Too much, too hard, and Sam felt like a monster; drawn towards Dean unnatural and insistent and evil enough to deserve the edge of his sharpest blade. Dean standing too close, pulling Sam just far enough, always teetering on the edge of the fall; it wasn’t innocent. All of it had dulled with the distance Sam put between them, shrunk to nothing and huddled quiet and still. He screened his calls, ignored the rumble of his heart, forgot. Tries to keep on forgetting every time Dean looks his way.

Sunday comes and they’re where they started, hands empty at the husk of a burned building. Sam packed their bags and dumped them in the trunk of the Impala before breakfast, the action and its implication drawing no comment from his brother.

“Sam,” Dean says quietly, squinting at the lines of slack police tape that sway before the gaping doorway.

Everything in Sam draws tight. Through the doorway he can see their mailbox, still has the key in his pocket.

“There’s nothing here,” Sam says low, “let’s go find Dad.”

=\=\=\=

Dean doesn’t have to be asked twice and he relaxes once they’re back on the road. The belief that there is nothing the road cannot heal is strong in his brother, and Sam tries to let himself fall into the lie as they leave California. With every mile towards the desert he grows more frantic, skin itching, the burn returning to his eyes. Logically Sam knows there’s nothing more to be done in Palo Alto; they’ve both reached the same conclusion—the thing that killed Jess is very likely the same thing that killed their mother—and that means that this is bigger than them. As much as he wants to horde his pain and keep it close, this loss doesn’t belong to Sam solely. Dean is right; they need to find their father. None of this stops Sam from feeling like he’s being yanked out of his own skin.

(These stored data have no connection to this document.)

//! In-memory model graph handed over by the schema front-end.
//!
//! Models arrive fully shaped: name, kind, base classes and field list are
//! fixed. The assembly stages only mutate `reference_classes`, the textual
//! `type_name` of each [`DataType`], and the imports collected per unit.

mod data_type;
mod imports;

use std::{
  collections::{BTreeMap, BTreeSet},
  path::PathBuf,
};

pub use data_type::{DataType, Reference};
pub use imports::{FUTURE_MODULE, Import, Imports, parse_statements};
use serde::{Deserialize, Serialize};
use serde_json::Value;
use strum::Display;

/// Closed set of model kinds. Each kind carries its own duplicate-collapsing rule,
/// see [`Model::into_duplicate_of`].
#[derive(Debug, Clone, Copy, PartialEq, Eq, Default, Serialize, Deserialize, Display)]
#[serde(rename_all = "snake_case")]
#[strum(serialize_all = "snake_case")]
pub enum ModelKind {
  #[default]
  Composite,
  Enumeration,
}

#[derive(Debug, Clone, PartialEq, Default, Serialize, Deserialize)]
pub struct Field {
  pub name: String,
  #[serde(default, skip_serializing_if = "Option::is_none")]
  pub alias: Option<String>,
  pub data_type: DataType,
  #[serde(default)]
  pub required: bool,
  #[serde(default, skip_serializing_if = "Option::is_none")]
  pub default: Option<Value>,
  #[serde(default, skip_serializing_if = "Option::is_none")]
  pub description: Option<String>,
  #[serde(default)]
  pub strip_default_none: bool,
}

impl Field {
  pub fn new(name: impl Into<String>, data_type: DataType) -> Self {
    Self {
      name: name.into(),
      data_type,
      ..Default::default()
    }
  }

  #[must_use]
  pub fn required(mut self) -> Self {
    self.required = true;
    self
  }

  #[must_use]
  pub fn with_default(mut self, value: Value) -> Self {
    self.default = Some(value);
    self
  }
}

/// A generated type definition destined for emitted source text.
#[derive(Debug, Clone, PartialEq, Default, Serialize, Deserialize, bon::Builder)]
pub struct Model {
  #[builder(into)]
  pub name: String,
  #[serde(default)]
  #[builder(default)]
  pub kind: ModelKind,
  #[serde(default)]
  #[builder(default)]
  pub fields: Vec<Field>,
  #[serde(default)]
  #[builder(default)]
  pub base_classes: Vec<String>,
  /// Names of the models this one depends on. Models outside the root namespace
  /// are named by their qualified name (`a.b.Name`).
  #[serde(default)]
  #[builder(default)]
  pub reference_classes: BTreeSet<String>,
  /// Type references that do not belong to a field (generic parameters, root types).
  #[serde(default)]
  #[builder(default)]
  pub extra_data_types: Vec<DataType>,
  #[serde(default)]
  #[builder(default)]
  pub module_path: Vec<String>,
  #[serde(default)]
  pub source_path: Option<PathBuf>,
  #[serde(default)]
  #[builder(default)]
  pub imports: Vec<Import>,
  #[serde(default)]
  #[builder(into)]
  pub description: Option<String>,
  #[serde(default)]
  #[builder(default)]
  pub extra_template_data: BTreeMap<String, Value>,
}

impl Model {
  /// Dotted namespace of the model, empty for the root namespace.
  pub fn module_name(&self) -> String {
    self.module_path.join(".")
  }

  /// Graph-wide identifier: `module.Name`, or the bare name at the root.
  pub fn qualified_name(&self) -> String {
    if self.module_path.is_empty() {
      self.name.clone()
    } else {
      format!("{}.{}", self.module_name(), self.name)
    }
  }

  pub fn is_self_referencing(&self) -> bool {
    self.reference_classes.contains(&self.qualified_name())
  }

  /// All type references in pre-order: field types (with their generic parameters)
  /// followed by the extra data types.
  pub fn data_types(&self) -> Vec<&DataType> {
    let mut collected = vec![];
    for data_type in self
      .fields
      .iter()
      .map(|field| &field.data_type)
      .chain(&self.extra_data_types)
    {
      data_type.visit(&mut |visited| collected.push(visited));
    }
    collected
  }

  /// Visits every type reference mutably, in the same order as [`Model::data_types`],
  /// handing the visitor this model's reference set alongside.
  pub fn visit_data_types_mut<F>(&mut self, mut visitor: F)
  where
    F: FnMut(&mut DataType, &mut BTreeSet<String>),
  {
    let Self {
      fields,
      extra_data_types,
      reference_classes,
      ..
    } = self;

    let data_types = fields
      .iter_mut()
      .map(|field| &mut field.data_type)
      .chain(extra_data_types.iter_mut());

    for data_type in data_types {
      data_type.visit_mut(&mut |visited| visitor(visited, reference_classes));
    }
  }

  /// Collapses a structural duplicate of `canonical`.
  ///
  /// Enumerations are kept as they are; their references are redirected through
  /// a name alias instead. Composite models become a zero-field subclass of the
  /// canonical model.
  #[must_use]
  pub fn into_duplicate_of(self, canonical: &str) -> Self {
    match self.kind {
      ModelKind::Enumeration => self,
      ModelKind::Composite => Self {
        name: self.name,
        kind: ModelKind::Composite,
        base_classes: vec![canonical.to_string()],
        module_path: self.module_path,
        source_path: self.source_path,
        description: self.description,
        ..Default::default()
      },
    }
  }
}
pub mod analyzer;
pub mod codegen;
pub mod dedup;
pub mod errors;
pub mod metrics;
pub mod model;
pub mod naming;
pub mod orchestrator;
pub mod partition;
pub mod preprocess;
pub mod resolver;

#[cfg(test)]
mod tests;
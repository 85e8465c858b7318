pub mod cli;
pub mod colors;
pub mod commands;

pub use cli::{AssembleCommand, Cli, Commands, ListCommands};
pub use colors::Colors;

fn term_width() -> u16 {
  if let Ok((width, _)) = crossterm::terminal::size() {
    width
  } else {
    80
  }
}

Nevada feels like Hell, dry heat and furnace baked, the most appropriate punishment. The sun burns across the last clouds in the sky, leaving startling shadows on the tiny two lane Dean guides them down. He pulls into a station outside Warm Springs, nudging Sam out of the car for a pit stop. Dean ducks into the restroom, confidence borne from history that remembers Sam getting the necessary supplies like the obedient little brother he’s supposed to be. Wind kicks up the dirt in the parking lot; it swirls around Sam’s ankles and pulls him out towards the distant line of the hills. He squints into the mirage waves on the horizon and wonders how far he’d have to walk to leave himself behind.

Sam only makes it fifty feet from the station before he hears the steady fall of his brother’s boots. Dean catches his sleeve from behind, turns him easily. His eyes are oasis green where he looks up and Sam wants.

There’s no finesse in the way he smashes into Dean, the kiss a wild, bucking thing Sam dropped the reins to long ago. Dean grips his elbows, to push away or pull close Sam can’t figure, knows only the way Dean’s mouth opens willingly beneath his own.

Why Sam left, this, his brother and his filthy, needy mouth. Sam feasts wholly and he hates Dean then, the perfection he’s being offered. He sucks the plump swell of Dean’s lower lip into a bite, thrusts his tongue deep and insistent, hates the noises he can hear well from his own throat. Dean holds him close, boot hooked between Sam’s, iron hand shifting from Sam’s arm to his nape, shoving them hard together. The lightheaded burn of empty lungs forces them apart but Dean’s grip doesn’t ease. Sam gasps into the leather of Dean’s jacket, sobbing onto the offered shoulder, eyes still burning and dry. He feels Dean’s hand in his hair and that somehow makes it worse.

“Sam, Sammy, c’mon,” Dean murmurs, unconcerned that they’re wide in the open, Sam clutching to him for dear life. Whose, he’s unsure. Sam shakes, caught up and held secure; he thinks if they stay right here he’ll maybe be okay. Some day.

But Dean pulls away, apology and sorrow on his face. “Not here, we can’t, here.” He sets a pace between them, leaving Sam to stand on his own on coltish legs. Scrubbing a hand across his face, Dean casts his gaze to the ground, kicking hard at a piece of gravel. “We need to get to Colorado. Dad’ll be there.”

Sam has his doubts about this—their father was supposed to be in Jericho, too—but he knows the sooner they get there the sooner they’ll be able to leave. Dean’s looking at him with so much goddamn hope in his eyes, mouth used and obscenely red. Sam just wants it finished, so he nods through the grey pain that settles in his chest.

“Okay, Dean. All right.”


End file.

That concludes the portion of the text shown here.